The Harvard Art Museums bowed out last week, citing the complications of its ongoing construction project. The Met and the MFA Boston never replied to my emails. And after initially signaling interest, MoMA has been quiet for a week as well.
So what happened? Keeping in mind that the MAN Super Bowl Bet is 85 percent fun and 15 percent something else (encouraging art museums to engage with their communities and to bask in what has been an astonishing amount of dream-level PR), there’s a serious reason that the Met and the MFA and the others didn’t get together this year: They value community engagement, er, differently than other art museums.
In Indianapolis, New Orleans, Milwaukee and Pittsburgh, the first four cities with art museums to participate in the bet, museums want to share art with their communities, to show them how great art can be, to make a case that art has a place in the lives of the people who live there.

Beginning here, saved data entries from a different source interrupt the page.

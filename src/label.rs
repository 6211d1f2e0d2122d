// 该文件是 Lumina （植光） 项目的一部分。
// src/label.rs - 生长阶段标签归一化
//
// 本文件根据 Apache 许可证第 2.0 版（以下简称“许可证”）授权使用；
// 除非遵守该许可证条款，否则您不得使用本文件。
// 您可通过以下网址获取许可证副本：
// http://www.apache.org/licenses/LICENSE-2.0
// 除非适用法律要求或书面同意，根据本许可协议分发的软件均按“原样”提供，
// 不附带任何形式的明示或暗示的保证或条件。
// 有关许可权限与限制的具体条款，请参阅本许可协议。
//
// Copyright (C) 2026 Johann Li <me@qinka.pro>, Wareless Group

use std::collections::BTreeMap;

use serde::Deserialize;

pub const GERMINATION: &str = "Germination";
pub const GROWING: &str = "Growing";
pub const HARVESTING: &str = "Harvesting";

/// 模型原始类别名到生长阶段标签的映射，未收录的标签原样保留
#[derive(Debug, Clone, PartialEq, Eq, Deserialize)]
#[serde(transparent)]
pub struct LabelMap {
  entries: BTreeMap<String, String>,
}

impl Default for LabelMap {
  fn default() -> Self {
    [
      ("Flowering", GROWING),
      ("Vegetative", GROWING),
      (GERMINATION, GERMINATION),
      (HARVESTING, HARVESTING),
    ]
    .into_iter()
    .collect()
  }
}

impl<K: Into<String>, V: Into<String>> FromIterator<(K, V)> for LabelMap {
  fn from_iter<I: IntoIterator<Item = (K, V)>>(iter: I) -> Self {
    Self {
      entries: iter
        .into_iter()
        .map(|(k, v)| (k.into(), v.into()))
        .collect(),
    }
  }
}

impl LabelMap {
  pub fn normalize(&self, raw: &str) -> String {
    self
      .entries
      .get(raw)
      .cloned()
      .unwrap_or_else(|| raw.to_string())
  }

  pub fn len(&self) -> usize {
    self.entries.len()
  }

  pub fn is_empty(&self) -> bool {
    self.entries.is_empty()
  }
}

#[cfg(test)]
mod tests {
  use super::*;

  #[test]
  fn growth_labels_collapse_to_growing() {
    let map = LabelMap::default();
    assert_eq!(map.normalize("Flowering"), "Growing");
    assert_eq!(map.normalize("Vegetative"), "Growing");
  }

  #[test]
  fn terminal_stages_map_to_themselves() {
    let map = LabelMap::default();
    assert_eq!(map.normalize("Germination"), "Germination");
    assert_eq!(map.normalize("Harvesting"), "Harvesting");
  }

  #[test]
  fn unknown_labels_pass_through() {
    let map = LabelMap::default();
    for raw in ["Seedling", "", "flowering", "Growing", "class_7"] {
      assert_eq!(map.normalize(raw), raw);
    }
  }

  #[test]
  fn custom_map_replaces_defaults() {
    let map: LabelMap = [("Bolting", "Harvesting")].into_iter().collect();
    assert_eq!(map.len(), 1);
    assert_eq!(map.normalize("Bolting"), "Harvesting");
    assert_eq!(map.normalize("Flowering"), "Flowering");
  }
}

There’s a little bit of the evangelizing fervor to the art museums in those places: We have something wonderful we want to share with you, our own kind. Those are places where sharing this wonderful thing matters to the people who work there. That’s a big part of why they work there.
The Met, MoMA and the MFA are not civic-focused art museums in the way the Carnegie or the IMA are. They don’t rely on their communities to sustain them and to visit them in the same way. Instead, they rely on tourists. To wit: It is free to visit the Indianapolis Museum of Art. MoMA and the MFA effectively price out all but the travel-able upper-middle-class by charging $25 and $22 respectively. The Met asks visitors to pay $25 too. Via their admissions fees, those institutions are letting you what audience matters most to them.
Or, to put it another way: The Met, the MFA and MoMA aren’t as interested in people from New York, Boston, Yonkers or Marblehead as the people at the IMA are in people from Fishers or Speedway — because they don’t have to be.
That’s too bad.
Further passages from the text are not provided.